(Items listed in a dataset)

══════════════════════════════

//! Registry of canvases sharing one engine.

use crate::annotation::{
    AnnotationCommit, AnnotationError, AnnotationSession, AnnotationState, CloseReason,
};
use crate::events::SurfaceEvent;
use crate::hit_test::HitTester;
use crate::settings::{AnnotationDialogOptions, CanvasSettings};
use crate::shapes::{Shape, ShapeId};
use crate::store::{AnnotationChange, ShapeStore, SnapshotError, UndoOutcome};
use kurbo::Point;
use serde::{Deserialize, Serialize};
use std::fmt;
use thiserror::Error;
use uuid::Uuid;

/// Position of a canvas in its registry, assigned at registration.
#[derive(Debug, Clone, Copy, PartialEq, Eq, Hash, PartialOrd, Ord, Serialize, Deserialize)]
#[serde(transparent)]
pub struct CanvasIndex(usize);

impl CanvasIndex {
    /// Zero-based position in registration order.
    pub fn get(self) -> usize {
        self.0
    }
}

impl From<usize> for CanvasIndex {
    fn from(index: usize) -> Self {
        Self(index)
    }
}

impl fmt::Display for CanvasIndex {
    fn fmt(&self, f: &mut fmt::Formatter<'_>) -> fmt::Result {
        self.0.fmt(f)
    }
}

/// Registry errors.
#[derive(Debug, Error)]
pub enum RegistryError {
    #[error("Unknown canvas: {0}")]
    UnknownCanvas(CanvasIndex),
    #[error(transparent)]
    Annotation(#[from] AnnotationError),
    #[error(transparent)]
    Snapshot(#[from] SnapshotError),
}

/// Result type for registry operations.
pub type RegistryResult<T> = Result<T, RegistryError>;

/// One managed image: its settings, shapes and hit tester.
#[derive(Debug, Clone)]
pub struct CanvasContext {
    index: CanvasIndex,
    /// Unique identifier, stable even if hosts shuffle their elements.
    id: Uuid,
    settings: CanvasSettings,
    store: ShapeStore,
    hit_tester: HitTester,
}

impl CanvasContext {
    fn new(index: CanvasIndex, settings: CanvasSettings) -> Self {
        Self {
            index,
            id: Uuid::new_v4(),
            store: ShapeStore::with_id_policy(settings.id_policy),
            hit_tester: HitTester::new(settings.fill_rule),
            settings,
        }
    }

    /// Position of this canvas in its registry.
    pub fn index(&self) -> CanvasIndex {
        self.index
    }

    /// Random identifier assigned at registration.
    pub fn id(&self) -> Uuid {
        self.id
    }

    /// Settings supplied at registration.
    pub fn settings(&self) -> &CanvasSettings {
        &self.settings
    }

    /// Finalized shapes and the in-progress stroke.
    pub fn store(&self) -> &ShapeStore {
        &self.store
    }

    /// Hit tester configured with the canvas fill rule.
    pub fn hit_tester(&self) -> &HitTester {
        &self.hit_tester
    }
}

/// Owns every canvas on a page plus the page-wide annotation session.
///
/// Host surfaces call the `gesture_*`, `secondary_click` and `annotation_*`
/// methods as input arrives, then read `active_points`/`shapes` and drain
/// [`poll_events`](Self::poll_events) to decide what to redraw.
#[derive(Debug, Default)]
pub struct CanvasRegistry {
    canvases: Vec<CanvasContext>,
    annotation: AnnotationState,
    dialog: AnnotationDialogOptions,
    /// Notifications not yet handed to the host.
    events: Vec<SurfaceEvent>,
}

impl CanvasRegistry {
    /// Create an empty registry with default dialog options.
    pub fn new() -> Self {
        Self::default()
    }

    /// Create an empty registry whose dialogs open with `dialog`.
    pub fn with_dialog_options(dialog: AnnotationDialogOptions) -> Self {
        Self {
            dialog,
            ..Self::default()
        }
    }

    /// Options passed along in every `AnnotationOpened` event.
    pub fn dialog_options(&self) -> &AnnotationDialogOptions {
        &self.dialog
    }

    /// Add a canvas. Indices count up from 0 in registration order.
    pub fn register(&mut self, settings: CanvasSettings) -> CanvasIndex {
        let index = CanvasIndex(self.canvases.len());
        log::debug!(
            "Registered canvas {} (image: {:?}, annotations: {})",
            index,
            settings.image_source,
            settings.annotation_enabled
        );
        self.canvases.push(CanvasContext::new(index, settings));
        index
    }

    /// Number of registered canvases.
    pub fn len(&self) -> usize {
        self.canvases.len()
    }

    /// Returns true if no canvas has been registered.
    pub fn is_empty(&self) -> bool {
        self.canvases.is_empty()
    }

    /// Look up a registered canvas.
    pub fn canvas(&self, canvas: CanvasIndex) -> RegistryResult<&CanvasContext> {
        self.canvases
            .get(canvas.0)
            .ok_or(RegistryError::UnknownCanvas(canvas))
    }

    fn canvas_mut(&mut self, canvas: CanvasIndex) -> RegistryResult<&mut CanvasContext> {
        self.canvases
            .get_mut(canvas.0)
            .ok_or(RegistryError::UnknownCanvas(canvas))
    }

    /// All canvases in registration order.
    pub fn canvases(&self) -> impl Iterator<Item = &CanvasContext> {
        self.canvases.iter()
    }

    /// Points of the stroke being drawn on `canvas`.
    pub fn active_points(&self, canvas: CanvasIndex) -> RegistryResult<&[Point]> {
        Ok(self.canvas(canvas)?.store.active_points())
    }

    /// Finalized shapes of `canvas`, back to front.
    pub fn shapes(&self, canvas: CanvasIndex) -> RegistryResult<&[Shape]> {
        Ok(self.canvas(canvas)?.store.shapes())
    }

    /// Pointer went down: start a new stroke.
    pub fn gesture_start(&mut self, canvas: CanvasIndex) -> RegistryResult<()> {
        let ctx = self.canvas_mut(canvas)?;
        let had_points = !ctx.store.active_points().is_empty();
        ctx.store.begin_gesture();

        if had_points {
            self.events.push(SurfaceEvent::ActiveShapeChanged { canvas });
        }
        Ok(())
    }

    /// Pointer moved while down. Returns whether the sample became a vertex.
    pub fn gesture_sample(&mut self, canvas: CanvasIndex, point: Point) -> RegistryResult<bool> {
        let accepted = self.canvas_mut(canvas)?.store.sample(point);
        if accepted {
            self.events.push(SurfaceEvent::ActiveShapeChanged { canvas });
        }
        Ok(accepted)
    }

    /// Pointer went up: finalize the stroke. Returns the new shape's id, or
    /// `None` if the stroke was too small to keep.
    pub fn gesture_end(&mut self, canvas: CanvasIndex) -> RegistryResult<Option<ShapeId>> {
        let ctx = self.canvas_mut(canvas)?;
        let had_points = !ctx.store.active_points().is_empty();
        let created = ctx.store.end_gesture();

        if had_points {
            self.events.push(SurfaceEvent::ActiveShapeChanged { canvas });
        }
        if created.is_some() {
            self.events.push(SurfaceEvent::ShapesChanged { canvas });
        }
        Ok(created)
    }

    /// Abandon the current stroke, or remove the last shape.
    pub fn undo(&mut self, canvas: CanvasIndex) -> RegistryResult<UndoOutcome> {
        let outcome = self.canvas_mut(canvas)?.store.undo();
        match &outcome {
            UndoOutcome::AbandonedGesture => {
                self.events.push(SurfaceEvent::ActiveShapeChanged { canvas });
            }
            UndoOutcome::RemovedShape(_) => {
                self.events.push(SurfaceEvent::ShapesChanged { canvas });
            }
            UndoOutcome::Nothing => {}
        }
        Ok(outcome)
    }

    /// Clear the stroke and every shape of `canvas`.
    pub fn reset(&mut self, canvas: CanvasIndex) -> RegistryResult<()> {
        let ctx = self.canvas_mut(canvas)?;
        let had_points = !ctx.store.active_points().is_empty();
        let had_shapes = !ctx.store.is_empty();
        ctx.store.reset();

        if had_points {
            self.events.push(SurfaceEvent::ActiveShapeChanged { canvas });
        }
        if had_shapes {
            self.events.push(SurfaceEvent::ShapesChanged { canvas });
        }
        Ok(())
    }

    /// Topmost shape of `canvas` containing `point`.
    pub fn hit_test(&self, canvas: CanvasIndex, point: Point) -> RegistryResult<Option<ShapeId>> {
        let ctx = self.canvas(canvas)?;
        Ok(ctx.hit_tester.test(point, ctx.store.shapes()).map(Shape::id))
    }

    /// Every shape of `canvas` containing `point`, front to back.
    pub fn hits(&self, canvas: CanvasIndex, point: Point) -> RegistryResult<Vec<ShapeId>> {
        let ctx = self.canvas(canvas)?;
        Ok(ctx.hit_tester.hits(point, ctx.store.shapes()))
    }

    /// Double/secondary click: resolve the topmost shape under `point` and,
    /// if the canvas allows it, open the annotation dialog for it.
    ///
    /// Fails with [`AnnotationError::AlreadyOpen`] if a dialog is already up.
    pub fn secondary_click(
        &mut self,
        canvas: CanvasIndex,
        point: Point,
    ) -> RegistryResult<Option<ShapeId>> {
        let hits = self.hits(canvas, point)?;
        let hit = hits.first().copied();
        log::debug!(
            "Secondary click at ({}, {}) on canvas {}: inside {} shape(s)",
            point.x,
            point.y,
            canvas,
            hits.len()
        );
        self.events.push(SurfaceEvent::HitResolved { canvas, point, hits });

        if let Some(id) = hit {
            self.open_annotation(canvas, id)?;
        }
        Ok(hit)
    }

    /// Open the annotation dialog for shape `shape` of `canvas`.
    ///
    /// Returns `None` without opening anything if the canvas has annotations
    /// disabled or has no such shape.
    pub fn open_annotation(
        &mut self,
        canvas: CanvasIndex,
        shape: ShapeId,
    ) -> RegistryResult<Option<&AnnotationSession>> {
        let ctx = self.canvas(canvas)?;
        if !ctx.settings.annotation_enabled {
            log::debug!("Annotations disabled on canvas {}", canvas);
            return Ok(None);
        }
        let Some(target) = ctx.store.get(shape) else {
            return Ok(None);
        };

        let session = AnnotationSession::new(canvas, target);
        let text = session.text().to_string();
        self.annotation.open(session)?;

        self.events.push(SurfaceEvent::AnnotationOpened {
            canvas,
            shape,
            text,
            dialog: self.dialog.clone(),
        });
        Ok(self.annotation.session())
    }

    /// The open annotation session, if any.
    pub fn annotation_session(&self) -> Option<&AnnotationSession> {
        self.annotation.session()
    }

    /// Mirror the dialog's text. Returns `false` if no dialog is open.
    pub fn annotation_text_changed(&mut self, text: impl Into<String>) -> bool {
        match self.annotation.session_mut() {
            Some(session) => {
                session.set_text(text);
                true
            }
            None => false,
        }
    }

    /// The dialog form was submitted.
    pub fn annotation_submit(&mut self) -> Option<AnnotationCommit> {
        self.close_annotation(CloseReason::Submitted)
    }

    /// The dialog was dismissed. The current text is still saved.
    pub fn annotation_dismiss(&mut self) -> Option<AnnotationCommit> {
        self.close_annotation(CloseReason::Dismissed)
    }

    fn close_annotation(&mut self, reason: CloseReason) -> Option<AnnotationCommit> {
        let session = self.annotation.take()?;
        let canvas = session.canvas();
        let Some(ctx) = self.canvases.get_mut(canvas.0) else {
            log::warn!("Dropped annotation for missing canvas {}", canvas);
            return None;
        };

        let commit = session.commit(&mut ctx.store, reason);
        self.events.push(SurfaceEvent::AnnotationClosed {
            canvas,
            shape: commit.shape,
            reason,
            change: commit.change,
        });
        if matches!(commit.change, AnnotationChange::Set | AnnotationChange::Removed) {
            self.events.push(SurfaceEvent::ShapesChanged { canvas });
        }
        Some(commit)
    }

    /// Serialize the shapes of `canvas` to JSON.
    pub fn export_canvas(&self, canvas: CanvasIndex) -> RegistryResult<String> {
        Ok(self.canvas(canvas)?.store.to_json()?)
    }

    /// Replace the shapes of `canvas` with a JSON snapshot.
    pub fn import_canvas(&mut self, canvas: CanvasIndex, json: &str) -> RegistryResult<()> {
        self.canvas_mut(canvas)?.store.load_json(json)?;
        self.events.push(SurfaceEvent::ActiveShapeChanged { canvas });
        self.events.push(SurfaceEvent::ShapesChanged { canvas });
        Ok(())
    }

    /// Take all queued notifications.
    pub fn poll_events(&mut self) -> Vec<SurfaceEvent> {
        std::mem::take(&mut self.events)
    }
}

══════════════════════════════

Task description
Show the lines of the data that hold the word "AnnotationOpened".

Exercise result
    /// Options passed along in every `AnnotationOpened` event.
        self.events.push(SurfaceEvent::AnnotationOpened {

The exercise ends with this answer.